Q: Since you finished playing hockey at RIT, where has life taken you, what have you been up to since you finished playing college hockey? Do you have plans to get back into the game at some point?
A: Since completing my playing career at RIT, I’ve started working full time as a Packaging Engineer. I moved to Boston, Massachusetts following graduation in 2017 to begin my career. Since then, I’ve moved back to my hometown of Rochester, New York working for a Beverage Consultant Firm. Hockey will forever be my true passion and I aspire to get back into the game as a player scout or junior/college coach down the road. Maybe even in the BCHL would be exceptional.
Entering his 20-year-old season McMullen would add another 44 points to his BCHL career stats, on top of being named team captain. He also was named the recipient of the Ed Shelly Memorial Trophy, an award given out annually to the player that during this past season provided leadership, combined with dedication, sportsmanship, and inspiration to his teammates
Q: What did being a captain mean to you?
A: Being named captain of the Smokies by Bill Birks was a pivotal moment in my hockey career for sure. It pushed me to be better as a player, but also to lead the younger group with confidence. Leadership is so important at any level, but especially in junior hockey because of the age. Being there for my teammates on the ice was important but also being there off the ice for them as well. I can remember plenty of coffee dates or wing nights with guys talking about life or other off ice struggles. Overall, it made us tighter on the ice.
During his senior year in Trail, McMullen earned himself a NCAA Division 1 scholarship to play at Rochester Institute of Technology (RIT) in his hometown. Something that had been a goal of his for many years. There he would play four years totaling 119 regular season games and claiming two Atlantic Hockey Association (AHA) division titles.
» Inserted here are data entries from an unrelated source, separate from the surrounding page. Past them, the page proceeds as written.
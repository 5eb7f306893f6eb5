use crate::utils::error::{RelayError, Result};
use crate::utils::validation::{
    validate_non_empty_string, validate_path, validate_positive_number, validate_range,
    validate_url, Validate,
};
use regex::Regex;
use serde::{Deserialize, Serialize};
use std::path::Path;
use std::time::Duration;

pub const DEFAULT_CATALOG_ENDPOINT: &str =
    "http://apis.data.go.kr/1471000/DURPrdlstInfoService03/getDurPrdlstInfoList03";
pub const DEFAULT_RECOGNITION_ENDPOINT: &str = "http://fake-ai-server/identify-medicine";
pub const PLACEHOLDER_API_KEY: &str = "YOUR_API_KEY";

#[derive(Debug, Clone, Default, Serialize, Deserialize)]
#[serde(default)]
pub struct RelayConfig {
    pub server: ServerConfig,
    pub recognition: RecognitionConfig,
    pub catalog: CatalogConfig,
    pub staging: StagingConfig,
}

#[derive(Debug, Clone, Serialize, Deserialize)]
#[serde(default)]
pub struct ServerConfig {
    pub host: String,
    pub port: u16,
    pub max_upload_bytes: usize,
}

impl Default for ServerConfig {
    fn default() -> Self {
        Self {
            host: "0.0.0.0".to_string(),
            port: 8000,
            max_upload_bytes: 10 * 1024 * 1024,
        }
    }
}

#[derive(Debug, Clone, Copy, PartialEq, Eq, Serialize, Deserialize)]
#[serde(rename_all = "lowercase")]
pub enum RecognitionMode {
    /// 呼叫外部辨識服務
    Http,
    /// 固定回傳 static_name，不發出請求
    Static,
}

#[derive(Debug, Clone, Serialize, Deserialize)]
#[serde(default)]
pub struct RecognitionConfig {
    pub mode: RecognitionMode,
    pub endpoint: String,
    pub static_name: String,
    pub timeout_seconds: u64,
}

impl Default for RecognitionConfig {
    fn default() -> Self {
        Self {
            mode: RecognitionMode::Static,
            endpoint: DEFAULT_RECOGNITION_ENDPOINT.to_string(),
            static_name: "타이레놀".to_string(),
            timeout_seconds: 30,
        }
    }
}

impl RecognitionConfig {
    pub fn timeout(&self) -> Duration {
        Duration::from_secs(self.timeout_seconds)
    }
}

#[derive(Debug, Clone, Serialize, Deserialize)]
#[serde(default)]
pub struct CatalogConfig {
    pub endpoint: String,
    pub api_key: String,
    pub timeout_seconds: u64,
}

impl Default for CatalogConfig {
    fn default() -> Self {
        Self {
            endpoint: DEFAULT_CATALOG_ENDPOINT.to_string(),
            api_key: PLACEHOLDER_API_KEY.to_string(),
            timeout_seconds: 30,
        }
    }
}

impl CatalogConfig {
    pub fn timeout(&self) -> Duration {
        Duration::from_secs(self.timeout_seconds)
    }

    pub fn has_placeholder_key(&self) -> bool {
        self.api_key == PLACEHOLDER_API_KEY || self.api_key.starts_with("${")
    }
}

#[derive(Debug, Clone, Serialize, Deserialize)]
#[serde(default)]
pub struct StagingConfig {
    pub directory: String,
    pub keep_files: bool,
}

impl Default for StagingConfig {
    fn default() -> Self {
        Self {
            directory: "temp".to_string(),
            keep_files: true,
        }
    }
}

impl RelayConfig {
    /// 從 TOML 檔案載入配置
    pub fn from_file<P: AsRef<Path>>(path: P) -> Result<Self> {
        let content = std::fs::read_to_string(&path).map_err(|e| RelayError::ConfigError {
            message: format!("cannot read {}: {}", path.as_ref().display(), e),
        })?;
        Self::from_toml_str(&content)
    }

    /// 從 TOML 字串解析配置
    pub fn from_toml_str(content: &str) -> Result<Self> {
        let processed_content = Self::substitute_env_vars(content)?;

        toml::from_str(&processed_content).map_err(|e| RelayError::ConfigError {
            message: format!("TOML parsing error: {}", e),
        })
    }

    /// 替換環境變數 (例如 ${MEDICINE_API_KEY})，未設定的保留原樣
    fn substitute_env_vars(content: &str) -> Result<String> {
        let re = Regex::new(r"\$\{([^}]+)\}").map_err(|e| RelayError::Internal {
            message: e.to_string(),
        })?;

        let result = re.replace_all(content, |caps: &regex::Captures| {
            let var_name = &caps[1];
            std::env::var(var_name).unwrap_or_else(|_| format!("${{{}}}", var_name))
        });

        Ok(result.to_string())
    }

    /// 驗證配置的合理性
    pub fn validate_config(&self) -> Result<()> {
        validate_non_empty_string("server.host", &self.server.host)?;
        validate_range("server.port", self.server.port, 1, u16::MAX)?;
        validate_positive_number("server.max_upload_bytes", self.server.max_upload_bytes, 1)?;

        match self.recognition.mode {
            RecognitionMode::Http => {
                validate_url("recognition.endpoint", &self.recognition.endpoint)?
            }
            RecognitionMode::Static => {
                validate_non_empty_string("recognition.static_name", &self.recognition.static_name)?
            }
        }
        validate_range("recognition.timeout_seconds", self.recognition.timeout_seconds, 1, 600)?;

        validate_url("catalog.endpoint", &self.catalog.endpoint)?;
        validate_non_empty_string("catalog.api_key", &self.catalog.api_key)?;
        validate_range("catalog.timeout_seconds", self.catalog.timeout_seconds, 1, 600)?;

        validate_path("staging.directory", &self.staging.directory)?;

        Ok(())
    }
}

impl Validate for RelayConfig {
    fn validate(&self) -> Result<()> {
        self.validate_config().map_err(|e| match e {
            RelayError::InvalidRequest { field, reason } => RelayError::ConfigError {
                message: format!("{}: {}", field, reason),
            },
            other => other,
        })
    }
}
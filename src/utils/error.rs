use std::fmt;
use thiserror::Error;

/// 外部服務 (recognition / catalog)
#[derive(Debug, Clone, Copy, PartialEq, Eq)]
pub enum Upstream {
    Recognition,
    Catalog,
}

impl fmt::Display for Upstream {
    fn fmt(&self, f: &mut fmt::Formatter<'_>) -> fmt::Result {
        match self {
            Upstream::Recognition => write!(f, "recognition"),
            Upstream::Catalog => write!(f, "catalog"),
        }
    }
}

#[derive(Debug, Clone, Copy, PartialEq, Eq)]
pub enum ErrorCategory {
    /// 外部服務連線或狀態錯誤
    Upstream,
    /// 外部回應內容無法使用
    Data,
    /// 呼叫端請求錯誤
    Client,
    /// 本機 I/O、設定等
    System,
}

#[derive(Error, Debug)]
pub enum RelayError {
    #[error("{service} service unavailable: {message}")]
    UpstreamUnavailable {
        service: Upstream,
        message: String,
        timed_out: bool,
    },

    #[error("API request failed: {body}")]
    UpstreamBadStatus {
        service: Upstream,
        status: u16,
        body: String,
    },

    #[error("Invalid response from {service} service: {message}")]
    MalformedResponse { service: Upstream, message: String },

    #[error("{0}")]
    NotFound(String),

    #[error("Invalid request: {field}: {reason}")]
    InvalidRequest { field: String, reason: String },

    #[error("Upload too large: {0}")]
    UploadTooLarge(String),

    #[error("Configuration error: {message}")]
    ConfigError { message: String },

    #[error("IO error: {0}")]
    IoError(#[from] std::io::Error),

    #[error("Internal error: {message}")]
    Internal { message: String },
}

impl RelayError {
    /// 將 reqwest 傳輸錯誤轉為 UpstreamUnavailable
    pub fn unavailable(service: Upstream, err: reqwest::Error) -> Self {
        let timed_out = err.is_timeout();
        let message = if timed_out {
            format!("request timed out: {}", err)
        } else {
            err.to_string()
        };
        RelayError::UpstreamUnavailable {
            service,
            message,
            timed_out,
        }
    }

    pub fn invalid_request(field: &str, reason: impl Into<String>) -> Self {
        RelayError::InvalidRequest {
            field: field.to_string(),
            reason: reason.into(),
        }
    }

    pub fn category(&self) -> ErrorCategory {
        match self {
            RelayError::UpstreamUnavailable { .. } | RelayError::UpstreamBadStatus { .. } => {
                ErrorCategory::Upstream
            }
            RelayError::MalformedResponse { .. } | RelayError::NotFound(_) => ErrorCategory::Data,
            RelayError::InvalidRequest { .. } | RelayError::UploadTooLarge(_) => {
                ErrorCategory::Client
            }
            RelayError::ConfigError { .. } | RelayError::IoError(_) | RelayError::Internal { .. } => {
                ErrorCategory::System
            }
        }
    }

    /// HTTP status code returned to the caller.
    ///
    /// Upstream 4xx/5xx statuses are mirrored; anything else an upstream
    /// returns that is not a success becomes 502.
    pub fn status_code(&self) -> u16 {
        match self {
            RelayError::UpstreamUnavailable { timed_out: true, .. } => 504,
            RelayError::UpstreamUnavailable { .. } => 502,
            RelayError::UpstreamBadStatus { status, .. } if (400..600).contains(status) => *status,
            RelayError::UpstreamBadStatus { .. } => 502,
            RelayError::MalformedResponse { .. } => 500,
            RelayError::NotFound(_) => 404,
            RelayError::InvalidRequest { .. } => 400,
            RelayError::UploadTooLarge(_) => 413,
            RelayError::ConfigError { .. } | RelayError::IoError(_) | RelayError::Internal { .. } => {
                500
            }
        }
    }

    /// Short label used as the `error` field of response bodies.
    pub fn label(&self) -> &'static str {
        match self {
            RelayError::UpstreamUnavailable { .. } => "Upstream service unavailable",
            RelayError::UpstreamBadStatus { .. } => "Upstream request failed",
            RelayError::MalformedResponse { .. } => "Bad upstream format",
            RelayError::NotFound(_) => "Not found",
            RelayError::InvalidRequest { .. } => "Invalid request",
            RelayError::UploadTooLarge(_) => "Upload too large",
            RelayError::ConfigError { .. }
            | RelayError::IoError(_)
            | RelayError::Internal { .. } => "An internal error occurred",
        }
    }
}

pub type Result<T> = std::result::Result<T, RelayError>;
Q: When you look back at your Smoke Eaters career what moment would you highlight or be your best memories?
A: A game at the end of the 2011-12 season against the Penticton Vees really comes to mind. We were hunting for the last playoff spot and had a back to back in Cominco with the Vees to end the regular season. Penticton was on their way to a historic season that year. If I can recall correctly, we needed all 4 points to keep our playoff chances alive. I was able to get sprung in on a breakaway in overtime and scored to secure the 2-points and keep our season alive. I can remember that being one of the best feelings celebrating that big win with the boys and coaching staff. I still can remember how excited the fans got after we won that game.
Q: What made being a Smoke Eater special or memorable to you?
A: Being a kid from Western New York, Trail and the BCHL as a whole, was really unknown to me until maybe my last year of prep school. I made a few pit stops along the way but found a home in Trail and fell in love with the organization. I think the rich hockey history makes playing at Cominco and wearing the Smoke Eater jersey very special. The city of Trail is home to some of the nicest people out there which made living 4,000km away from home easy. The quality of people surrounding the Smoke Eater organization made the transition seamless and created a great atmosphere to develop on the ice as a player in addition to a person in the community.
Q: If you could pass on some advice to today’s group of Smoke Eaters what would it be. What is something you wish you had known when you were playing?
A: My advice to the group this year would be to take nothing for granted and play every game like it’s your last. Junior hockey will provide some of your most cherished memories in life, without a doubt. I promise. Being in Trail provided me with lifelong friends and connections in the hockey world. Soak up the long bus rides with the boys, hang out as much as you can together off the ice, enjoy every home win celebrating in the locker room with the fellas and battle on the ice for each other with all you got. Go Smoke Eaters!
McMullen said that he visits Trail each year where he meets up with his billets and other friends that are still in the area and always tries to catch a Smoke Eaters game when he can.